_Your assignment_: For each record that follows, write out an identical copy.

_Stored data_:
********

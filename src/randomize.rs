//! Randomization of initial conditions and rate parameters around nominal values.

use std::marker::PhantomData;

use log::debug;
use rand::{Rng, SeedableRng};
use rand_chacha::ChaCha8Rng;
use serde::{Deserialize, Serialize};

use crate::config::RandomizationConfig;
use crate::{CrnError, Result};

/// Column labels for [`InitialConditionSet`].
#[derive(Debug, Clone, Copy, PartialEq, Eq)]
pub enum SpeciesValues {}

/// Column labels for [`ParameterPerturbationSet`].
#[derive(Debug, Clone, Copy, PartialEq, Eq)]
pub enum ParameterValues {}

/// Immutable table of named values, one row per condition.
#[derive(Debug, Clone, PartialEq, Serialize, Deserialize)]
#[serde(bound = "")]
pub struct ValueTable<K> {
    names: Vec<String>,
    rows: Vec<Vec<f64>>,
    #[serde(skip)]
    kind: PhantomData<K>,
}

pub type InitialConditionSet = ValueTable<SpeciesValues>;
pub type ParameterPerturbationSet = ValueTable<ParameterValues>;

impl<K> ValueTable<K> {
    pub fn new(names: Vec<String>, rows: Vec<Vec<f64>>) -> Result<Self> {
        for row in &rows {
            crate::ensure_len("condition row", names.len(), row.len())?;
        }
        Ok(Self {
            names,
            rows,
            kind: PhantomData,
        })
    }

    /// One condition holding the given values.
    pub fn single(values: &[(String, f64)]) -> Self {
        Self {
            names: values.iter().map(|(n, _)| n.clone()).collect(),
            rows: vec![values.iter().map(|(_, v)| *v).collect()],
            kind: PhantomData,
        }
    }

    pub fn names(&self) -> &[String] {
        &self.names
    }

    pub fn len(&self) -> usize {
        self.rows.len()
    }

    pub fn is_empty(&self) -> bool {
        self.rows.is_empty()
    }

    pub fn row(&self, idx: usize) -> &[f64] {
        &self.rows[idx]
    }

    pub fn rows(&self) -> impl Iterator<Item = &[f64]> {
        self.rows.iter().map(Vec::as_slice)
    }

    pub fn value(&self, idx: usize, name: &str) -> Option<f64> {
        let col = self.names.iter().position(|n| n == name)?;
        self.rows.get(idx).map(|row| row[col])
    }

    /// Name/value pairs for one condition, ready for `ReactionSolver::set_values`.
    pub fn assignments(&self, idx: usize) -> Vec<(String, f64)> {
        self.names
            .iter()
            .cloned()
            .zip(self.rows[idx].iter().copied())
            .collect()
    }

    /// Values of one condition reordered to `order`.
    pub fn ordered_row(&self, idx: usize, order: &[String]) -> Result<Vec<f64>> {
        order
            .iter()
            .map(|name| {
                self.value(idx, name).ok_or_else(|| CrnError::UnknownName {
                    kind: "condition column",
                    name: name.clone(),
                })
            })
            .collect()
    }
}

/// Draws perturbed conditions from an injected random source.
pub struct Randomizer<R: Rng> {
    rng: R,
}

impl Randomizer<ChaCha8Rng> {
    /// Seeded ChaCha stream; 0 means entropy-seeded.
    pub fn from_seed(seed: u64) -> Self {
        let rng = if seed == 0 {
            ChaCha8Rng::from_entropy()
        } else {
            ChaCha8Rng::seed_from_u64(seed)
        };
        Self { rng }
    }
}

impl<R: Rng> Randomizer<R> {
    pub fn new(rng: R) -> Self {
        Self { rng }
    }

    /// Perturbs nominal species counts into `n_conditions` initial conditions.
    ///
    /// Nonzero counts are drawn uniformly within `range_percentage` of the
    /// nominal value. Zero counts are replaced, with probability
    /// `zero_perturb_prob`, by a uniform draw from `zero_perturb_range`.
    /// Every drawn value is rounded to a whole count.
    pub fn randomize_initial_conditions(
        &mut self,
        nominal: &[(String, f64)],
        n_conditions: usize,
        range_percentage: f64,
        zero_perturb_prob: f64,
        zero_perturb_range: (f64, f64),
    ) -> Result<InitialConditionSet> {
        check_unit("range_percentage", range_percentage)?;
        check_unit("zero_perturb_prob", zero_perturb_prob)?;
        let (low, high) = zero_perturb_range;
        if !(low.is_finite() && high.is_finite() && low <= high) {
            return Err(CrnError::InvalidConfig(format!(
                "zero_perturb_range ({low}, {high}) must satisfy low <= high"
            )));
        }

        let mut rows = Vec::with_capacity(n_conditions);
        for _ in 0..n_conditions {
            let row = nominal
                .iter()
                .map(|(_, value)| {
                    if *value == 0.0 {
                        if self.rng.gen_bool(zero_perturb_prob) {
                            self.rng.gen_range(low..=high).round().clamp(low, high)
                        } else {
                            0.0
                        }
                    } else {
                        self.perturb(*value, range_percentage).round()
                    }
                })
                .collect();
            rows.push(row);
        }

        debug!(
            "randomized {} initial conditions over {} species",
            n_conditions,
            nominal.len()
        );
        ValueTable::new(nominal.iter().map(|(n, _)| n.clone()).collect(), rows)
    }

    /// Perturbs one parameter per condition, round-robin.
    ///
    /// Condition `i` draws parameter `i % n_parameters` uniformly within
    /// `range_percentage` of its nominal value and keeps the others nominal.
    /// Parameter values are not rounded.
    pub fn randomize_parameters(
        &mut self,
        nominal: &[(String, f64)],
        n_conditions: usize,
        range_percentage: f64,
    ) -> Result<ParameterPerturbationSet> {
        check_unit("range_percentage", range_percentage)?;

        let names: Vec<String> = nominal.iter().map(|(n, _)| n.clone()).collect();
        if nominal.is_empty() {
            return ValueTable::new(names, vec![Vec::new(); n_conditions]);
        }

        let mut rows = Vec::with_capacity(n_conditions);
        for i in 0..n_conditions {
            let mut row: Vec<f64> = nominal.iter().map(|(_, v)| *v).collect();
            let target = i % nominal.len();
            row[target] = self.perturb(row[target], range_percentage);
            rows.push(row);
        }
        ValueTable::new(names, rows)
    }

    /// Both tables for one dataset, driven by a [`RandomizationConfig`].
    pub fn randomize(
        &mut self,
        config: &RandomizationConfig,
        species: &[(String, f64)],
        parameters: &[(String, f64)],
        n_conditions: usize,
    ) -> Result<(InitialConditionSet, Option<ParameterPerturbationSet>)> {
        config.validate()?;
        let conditions = self.randomize_initial_conditions(
            species,
            n_conditions,
            config.range_percentage,
            config.zero_perturb_prob,
            config.zero_perturb_range,
        )?;
        let parameters = if config.perturb_parameters {
            Some(self.randomize_parameters(
                parameters,
                n_conditions,
                config.parameter_range_percentage,
            )?)
        } else {
            None
        };
        Ok((conditions, parameters))
    }

    fn perturb(&mut self, value: f64, range_percentage: f64) -> f64 {
        let a = value * (1.0 - range_percentage);
        let b = value * (1.0 + range_percentage);
        // negative nominal values flip the bounds
        self.rng.gen_range(a.min(b)..=a.max(b))
    }
}

fn check_unit(name: &str, value: f64) -> Result<()> {
    if (0.0..=1.0).contains(&value) {
        Ok(())
    } else {
        Err(CrnError::InvalidConfig(format!("{name} must be in [0, 1], got {value}")))
    }
}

********

_Answer area_:
filename src/randomize.rs
//! Randomization of initial conditions and rate parameters around nominal values.

use std::marker::PhantomData;

use log::debug;
use rand::{Rng, SeedableRng};
use rand_chacha::ChaCha8Rng;
use serde::{Deserialize, Serialize};

use crate::config::RandomizationConfig;
use crate::{CrnError, Result};

/// Column labels for [`InitialConditionSet`].
#[derive(Debug, Clone, Copy, PartialEq, Eq)]
pub enum SpeciesValues {}

/// Column labels for [`ParameterPerturbationSet`].
#[derive(Debug, Clone, Copy, PartialEq, Eq)]
pub enum ParameterValues {}

/// Immutable table of named values, one row per condition.
#[derive(Debug, Clone, PartialEq, Serialize, Deserialize)]
#[serde(bound = "")]
pub struct ValueTable<K> {
    names: Vec<String>,
    rows: Vec<Vec<f64>>,
    #[serde(skip)]
    kind: PhantomData<K>,
}

pub type InitialConditionSet = ValueTable<SpeciesValues>;
pub type ParameterPerturbationSet = ValueTable<ParameterValues>;

impl<K> ValueTable<K> {
    pub fn new(names: Vec<String>, rows: Vec<Vec<f64>>) -> Result<Self> {
        for row in &rows {
            crate::ensure_len("condition row", names.len(), row.len())?;
        }
        Ok(Self {
            names,
            rows,
            kind: PhantomData,
        })
    }

    /// One condition holding the given values.
    pub fn single(values: &[(String, f64)]) -> Self {
        Self {
            names: values.iter().map(|(n, _)| n.clone()).collect(),
            rows: vec![values.iter().map(|(_, v)| *v).collect()],
            kind: PhantomData,
        }
    }

    pub fn names(&self) -> &[String] {
        &self.names
    }

    pub fn len(&self) -> usize {
        self.rows.len()
    }

    pub fn is_empty(&self) -> bool {
        self.rows.is_empty()
    }

    pub fn row(&self, idx: usize) -> &[f64] {
        &self.rows[idx]
    }

    pub fn rows(&self) -> impl Iterator<Item = &[f64]> {
        self.rows.iter().map(Vec::as_slice)
    }

    pub fn value(&self, idx: usize, name: &str) -> Option<f64> {
        let col = self.names.iter().position(|n| n == name)?;
        self.rows.get(idx).map(|row| row[col])
    }

    /// Name/value pairs for one condition, ready for `ReactionSolver::set_values`.
    pub fn assignments(&self, idx: usize) -> Vec<(String, f64)> {
        self.names
            .iter()
            .cloned()
            .zip(self.rows[idx].iter().copied())
            .collect()
    }

    /// Values of one condition reordered to `order`.
    pub fn ordered_row(&self, idx: usize, order: &[String]) -> Result<Vec<f64>> {
        order
            .iter()
            .map(|name| {
                self.value(idx, name).ok_or_else(|| CrnError::UnknownName {
                    kind: "condition column",
                    name: name.clone(),
                })
            })
            .collect()
    }
}

/// Draws perturbed conditions from an injected random source.
pub struct Randomizer<R: Rng> {
    rng: R,
}

impl Randomizer<ChaCha8Rng> {
    /// Seeded ChaCha stream; 0 means entropy-seeded.
    pub fn from_seed(seed: u64) -> Self {
        let rng = if seed == 0 {
            ChaCha8Rng::from_entropy()
        } else {
            ChaCha8Rng::seed_from_u64(seed)
        };
        Self { rng }
    }
}

impl<R: Rng> Randomizer<R> {
    pub fn new(rng: R) -> Self {
        Self { rng }
    }

    /// Perturbs nominal species counts into `n_conditions` initial conditions.
    ///
    /// Nonzero counts are drawn uniformly within `range_percentage` of the
    /// nominal value. Zero counts are replaced, with probability
    /// `zero_perturb_prob`, by a uniform draw from `zero_perturb_range`.
    /// Every drawn value is rounded to a whole count.
    pub fn randomize_initial_conditions(
        &mut self,
        nominal: &[(String, f64)],
        n_conditions: usize,
        range_percentage: f64,
        zero_perturb_prob: f64,
        zero_perturb_range: (f64, f64),
    ) -> Result<InitialConditionSet> {
        check_unit("range_percentage", range_percentage)?;
        check_unit("zero_perturb_prob", zero_perturb_prob)?;
        let (low, high) = zero_perturb_range;
        if !(low.is_finite() && high.is_finite() && low <= high) {
            return Err(CrnError::InvalidConfig(format!(
                "zero_perturb_range ({low}, {high}) must satisfy low <= high"
            )));
        }

        let mut rows = Vec::with_capacity(n_conditions);
        for _ in 0..n_conditions {
            let row = nominal
                .iter()
                .map(|(_, value)| {
                    if *value == 0.0 {
                        if self.rng.gen_bool(zero_perturb_prob) {
                            self.rng.gen_range(low..=high).round().clamp(low, high)
                        } else {
                            0.0
                        }
                    } else {
                        self.perturb(*value, range_percentage).round()
                    }
                })
                .collect();
            rows.push(row);
        }

        debug!(
            "randomized {} initial conditions over {} species",
            n_conditions,
            nominal.len()
        );
        ValueTable::new(nominal.iter().map(|(n, _)| n.clone()).collect(), rows)
    }

    /// Perturbs one parameter per condition, round-robin.
    ///
    /// Condition `i` draws parameter `i % n_parameters` uniformly within
    /// `range_percentage` of its nominal value and keeps the others nominal.
    /// Parameter values are not rounded.
    pub fn randomize_parameters(
        &mut self,
        nominal: &[(String, f64)],
        n_conditions: usize,
        range_percentage: f64,
    ) -> Result<ParameterPerturbationSet> {
        check_unit("range_percentage", range_percentage)?;

        let names: Vec<String> = nominal.iter().map(|(n, _)| n.clone()).collect();
        if nominal.is_empty() {
            return ValueTable::new(names, vec![Vec::new(); n_conditions]);
        }

        let mut rows = Vec::with_capacity(n_conditions);
        for i in 0..n_conditions {
            let mut row: Vec<f64> = nominal.iter().map(|(_, v)| *v).collect();
            let target = i % nominal.len();
            row[target] = self.perturb(row[target], range_percentage);
            rows.push(row);
        }
        ValueTable::new(names, rows)
    }

    /// Both tables for one dataset, driven by a [`RandomizationConfig`].
    pub fn randomize(
        &mut self,
        config: &RandomizationConfig,
        species: &[(String, f64)],
        parameters: &[(String, f64)],
        n_conditions: usize,
    ) -> Result<(InitialConditionSet, Option<ParameterPerturbationSet>)> {
        config.validate()?;
        let conditions = self.randomize_initial_conditions(
            species,
            n_conditions,
            config.range_percentage,
            config.zero_perturb_prob,
            config.zero_perturb_range,
        )?;
        let parameters = if config.perturb_parameters {
            Some(self.randomize_parameters(
                parameters,
                n_conditions,
                config.parameter_range_percentage,
            )?)
        } else {
            None
        };
        Ok((conditions, parameters))
    }

    fn perturb(&mut self, value: f64, range_percentage: f64) -> f64 {
        let a = value * (1.0 - range_percentage);
        let b = value * (1.0 + range_percentage);
        // negative nominal values flip the bounds
        self.rng.gen_range(a.min(b)..=a.max(b))
    }
}

fn check_unit(name: &str, value: f64) -> Result<()> {
    if (0.0..=1.0).contains(&value) {
        Ok(())
    } else {
        Err(CrnError::InvalidConfig(format!("{name} must be in [0, 1], got {value}")))
    }
}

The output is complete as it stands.